▸ Work instructions
Set down, character for character, everything in the records below from the line holding "filename crates/eyecolor-cli/src/config.rs" down to the line holding "a phone-sized viewer.", and no other line.

▸ Records to process
· · · · · · ·
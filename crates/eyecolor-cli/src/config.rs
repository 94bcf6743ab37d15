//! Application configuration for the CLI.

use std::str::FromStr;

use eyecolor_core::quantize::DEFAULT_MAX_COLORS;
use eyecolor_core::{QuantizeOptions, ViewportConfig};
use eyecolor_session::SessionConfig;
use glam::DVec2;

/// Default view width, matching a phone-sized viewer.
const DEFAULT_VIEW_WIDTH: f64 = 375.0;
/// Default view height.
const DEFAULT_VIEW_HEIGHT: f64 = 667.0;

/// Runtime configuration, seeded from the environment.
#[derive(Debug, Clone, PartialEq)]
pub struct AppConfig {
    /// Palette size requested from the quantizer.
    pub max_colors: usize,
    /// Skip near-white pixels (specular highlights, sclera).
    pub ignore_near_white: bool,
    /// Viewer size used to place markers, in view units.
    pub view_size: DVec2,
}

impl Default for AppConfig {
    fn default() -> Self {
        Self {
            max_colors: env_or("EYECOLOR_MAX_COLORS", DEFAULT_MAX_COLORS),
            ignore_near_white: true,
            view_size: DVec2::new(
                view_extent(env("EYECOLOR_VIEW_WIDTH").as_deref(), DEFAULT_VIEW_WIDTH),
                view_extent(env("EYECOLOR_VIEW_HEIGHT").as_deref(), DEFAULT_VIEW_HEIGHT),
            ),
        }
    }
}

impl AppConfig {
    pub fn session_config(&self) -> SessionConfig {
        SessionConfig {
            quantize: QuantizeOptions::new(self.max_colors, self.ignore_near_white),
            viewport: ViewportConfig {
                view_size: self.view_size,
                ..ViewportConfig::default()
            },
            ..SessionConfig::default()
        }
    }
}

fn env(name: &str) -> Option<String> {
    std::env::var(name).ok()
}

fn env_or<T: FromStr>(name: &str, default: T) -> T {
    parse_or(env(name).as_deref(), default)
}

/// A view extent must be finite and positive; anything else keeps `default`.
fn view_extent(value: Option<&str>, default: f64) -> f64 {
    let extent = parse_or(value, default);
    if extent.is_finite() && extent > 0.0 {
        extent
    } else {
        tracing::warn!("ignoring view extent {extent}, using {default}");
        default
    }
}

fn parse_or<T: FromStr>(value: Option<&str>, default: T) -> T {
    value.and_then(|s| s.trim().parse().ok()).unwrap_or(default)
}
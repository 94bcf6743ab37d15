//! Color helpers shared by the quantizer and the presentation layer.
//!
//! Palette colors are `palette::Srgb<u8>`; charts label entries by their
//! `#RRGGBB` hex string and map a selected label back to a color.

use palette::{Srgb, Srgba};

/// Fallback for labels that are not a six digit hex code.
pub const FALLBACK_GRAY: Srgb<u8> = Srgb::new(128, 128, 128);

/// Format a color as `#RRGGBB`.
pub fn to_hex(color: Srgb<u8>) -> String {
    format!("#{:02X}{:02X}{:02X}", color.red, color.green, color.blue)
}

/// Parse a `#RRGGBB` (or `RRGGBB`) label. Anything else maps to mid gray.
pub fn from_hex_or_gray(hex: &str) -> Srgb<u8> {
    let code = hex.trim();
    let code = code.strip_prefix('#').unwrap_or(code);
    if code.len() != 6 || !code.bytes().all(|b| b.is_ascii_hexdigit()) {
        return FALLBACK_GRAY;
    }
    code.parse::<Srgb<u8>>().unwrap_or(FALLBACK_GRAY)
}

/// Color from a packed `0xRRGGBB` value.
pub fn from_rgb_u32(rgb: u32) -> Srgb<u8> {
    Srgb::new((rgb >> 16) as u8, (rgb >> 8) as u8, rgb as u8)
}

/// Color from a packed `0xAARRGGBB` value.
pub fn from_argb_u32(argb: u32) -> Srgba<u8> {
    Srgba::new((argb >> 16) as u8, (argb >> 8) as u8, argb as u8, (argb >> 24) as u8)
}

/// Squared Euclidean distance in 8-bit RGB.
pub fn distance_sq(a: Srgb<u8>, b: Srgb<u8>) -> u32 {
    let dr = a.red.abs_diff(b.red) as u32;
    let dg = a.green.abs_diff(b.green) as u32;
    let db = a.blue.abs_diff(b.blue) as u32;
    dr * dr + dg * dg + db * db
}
· · · · · · ·
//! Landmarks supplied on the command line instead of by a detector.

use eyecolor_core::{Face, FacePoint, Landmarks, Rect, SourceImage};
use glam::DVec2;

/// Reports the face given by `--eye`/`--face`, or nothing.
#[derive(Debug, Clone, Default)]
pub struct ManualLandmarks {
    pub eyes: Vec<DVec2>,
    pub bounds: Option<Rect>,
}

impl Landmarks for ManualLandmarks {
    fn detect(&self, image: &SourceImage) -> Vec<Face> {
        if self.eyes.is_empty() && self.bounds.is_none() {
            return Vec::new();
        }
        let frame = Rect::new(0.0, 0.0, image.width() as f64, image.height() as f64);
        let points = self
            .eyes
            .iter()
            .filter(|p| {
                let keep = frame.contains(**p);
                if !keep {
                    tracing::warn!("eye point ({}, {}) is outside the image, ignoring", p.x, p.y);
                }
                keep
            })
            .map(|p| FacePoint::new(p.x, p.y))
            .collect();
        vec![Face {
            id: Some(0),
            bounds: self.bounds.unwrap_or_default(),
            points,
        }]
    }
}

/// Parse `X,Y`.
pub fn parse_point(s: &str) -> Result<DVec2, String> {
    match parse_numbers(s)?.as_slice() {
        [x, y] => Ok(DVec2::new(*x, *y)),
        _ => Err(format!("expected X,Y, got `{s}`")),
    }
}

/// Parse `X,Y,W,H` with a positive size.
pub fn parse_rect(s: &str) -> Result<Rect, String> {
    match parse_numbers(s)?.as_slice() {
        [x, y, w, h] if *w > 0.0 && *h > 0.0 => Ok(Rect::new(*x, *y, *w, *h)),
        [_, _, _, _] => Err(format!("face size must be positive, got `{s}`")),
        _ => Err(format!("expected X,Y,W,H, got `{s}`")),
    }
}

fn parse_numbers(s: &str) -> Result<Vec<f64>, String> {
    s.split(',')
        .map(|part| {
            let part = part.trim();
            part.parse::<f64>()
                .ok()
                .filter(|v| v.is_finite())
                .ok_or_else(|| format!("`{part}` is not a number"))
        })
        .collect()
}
· · · · · · ·
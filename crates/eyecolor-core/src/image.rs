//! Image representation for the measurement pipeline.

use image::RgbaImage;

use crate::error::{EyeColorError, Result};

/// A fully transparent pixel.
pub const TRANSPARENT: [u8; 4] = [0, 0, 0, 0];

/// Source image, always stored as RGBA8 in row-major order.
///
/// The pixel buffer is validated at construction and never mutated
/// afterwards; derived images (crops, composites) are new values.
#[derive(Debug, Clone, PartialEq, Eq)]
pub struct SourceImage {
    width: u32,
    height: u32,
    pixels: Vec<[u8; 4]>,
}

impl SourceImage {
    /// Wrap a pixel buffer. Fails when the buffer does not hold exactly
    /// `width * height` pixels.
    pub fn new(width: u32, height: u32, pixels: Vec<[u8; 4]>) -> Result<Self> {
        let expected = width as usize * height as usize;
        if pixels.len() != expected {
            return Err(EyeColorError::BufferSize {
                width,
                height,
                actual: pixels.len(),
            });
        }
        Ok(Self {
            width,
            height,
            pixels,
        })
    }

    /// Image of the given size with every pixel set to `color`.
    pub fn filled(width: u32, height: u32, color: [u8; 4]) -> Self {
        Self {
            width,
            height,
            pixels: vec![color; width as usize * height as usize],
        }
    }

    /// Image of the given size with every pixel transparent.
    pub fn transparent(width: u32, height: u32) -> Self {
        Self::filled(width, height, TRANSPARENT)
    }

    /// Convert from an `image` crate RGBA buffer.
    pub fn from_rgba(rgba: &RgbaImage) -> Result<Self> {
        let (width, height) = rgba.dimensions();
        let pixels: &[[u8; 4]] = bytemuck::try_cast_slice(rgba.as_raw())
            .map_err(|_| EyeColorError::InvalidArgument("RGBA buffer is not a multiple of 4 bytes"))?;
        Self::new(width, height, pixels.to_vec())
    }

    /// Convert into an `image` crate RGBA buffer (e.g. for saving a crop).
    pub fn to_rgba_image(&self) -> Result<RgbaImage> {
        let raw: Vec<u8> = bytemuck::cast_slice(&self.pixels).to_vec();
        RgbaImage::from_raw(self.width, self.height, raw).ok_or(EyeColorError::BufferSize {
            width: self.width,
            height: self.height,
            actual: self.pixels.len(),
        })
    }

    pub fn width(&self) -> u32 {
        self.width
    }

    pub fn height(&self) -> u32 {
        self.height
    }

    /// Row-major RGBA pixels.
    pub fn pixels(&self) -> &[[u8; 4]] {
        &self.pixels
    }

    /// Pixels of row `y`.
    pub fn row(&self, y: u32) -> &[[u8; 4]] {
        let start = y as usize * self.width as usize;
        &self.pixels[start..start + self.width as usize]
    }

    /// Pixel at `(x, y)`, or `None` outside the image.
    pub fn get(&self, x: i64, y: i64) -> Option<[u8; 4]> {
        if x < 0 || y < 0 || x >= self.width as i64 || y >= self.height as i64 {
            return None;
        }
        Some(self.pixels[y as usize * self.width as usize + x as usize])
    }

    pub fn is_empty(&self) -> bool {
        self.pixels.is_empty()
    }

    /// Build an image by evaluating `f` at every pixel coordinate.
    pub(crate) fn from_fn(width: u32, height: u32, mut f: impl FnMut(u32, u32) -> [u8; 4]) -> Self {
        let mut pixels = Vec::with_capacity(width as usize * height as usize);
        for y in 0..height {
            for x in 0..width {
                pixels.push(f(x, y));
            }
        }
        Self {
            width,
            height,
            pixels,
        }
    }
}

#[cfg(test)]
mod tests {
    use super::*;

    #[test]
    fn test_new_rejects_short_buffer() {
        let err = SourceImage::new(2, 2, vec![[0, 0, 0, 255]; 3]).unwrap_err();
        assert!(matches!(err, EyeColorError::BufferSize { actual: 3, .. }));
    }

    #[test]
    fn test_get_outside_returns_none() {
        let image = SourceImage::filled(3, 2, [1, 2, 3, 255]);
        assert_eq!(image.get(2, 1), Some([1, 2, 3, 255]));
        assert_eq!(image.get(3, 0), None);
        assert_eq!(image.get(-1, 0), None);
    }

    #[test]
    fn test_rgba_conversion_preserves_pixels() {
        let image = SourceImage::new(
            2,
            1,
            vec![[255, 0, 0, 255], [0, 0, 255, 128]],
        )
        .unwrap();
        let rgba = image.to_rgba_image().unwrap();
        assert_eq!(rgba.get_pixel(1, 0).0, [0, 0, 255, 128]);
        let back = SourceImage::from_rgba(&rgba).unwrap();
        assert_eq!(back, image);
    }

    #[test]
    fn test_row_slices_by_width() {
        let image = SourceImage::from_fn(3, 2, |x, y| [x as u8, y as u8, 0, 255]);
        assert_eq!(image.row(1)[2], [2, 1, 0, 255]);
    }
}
· · · · · · ·
▸ Your solution
filename crates/eyecolor-cli/src/config.rs
repository 94bcf6743ab37d15
//! Application configuration for the CLI.

use std::str::FromStr;

use eyecolor_core::quantize::DEFAULT_MAX_COLORS;
use eyecolor_core::{QuantizeOptions, ViewportConfig};
use eyecolor_session::SessionConfig;
use glam::DVec2;

/// Default view width, matching a phone-sized viewer.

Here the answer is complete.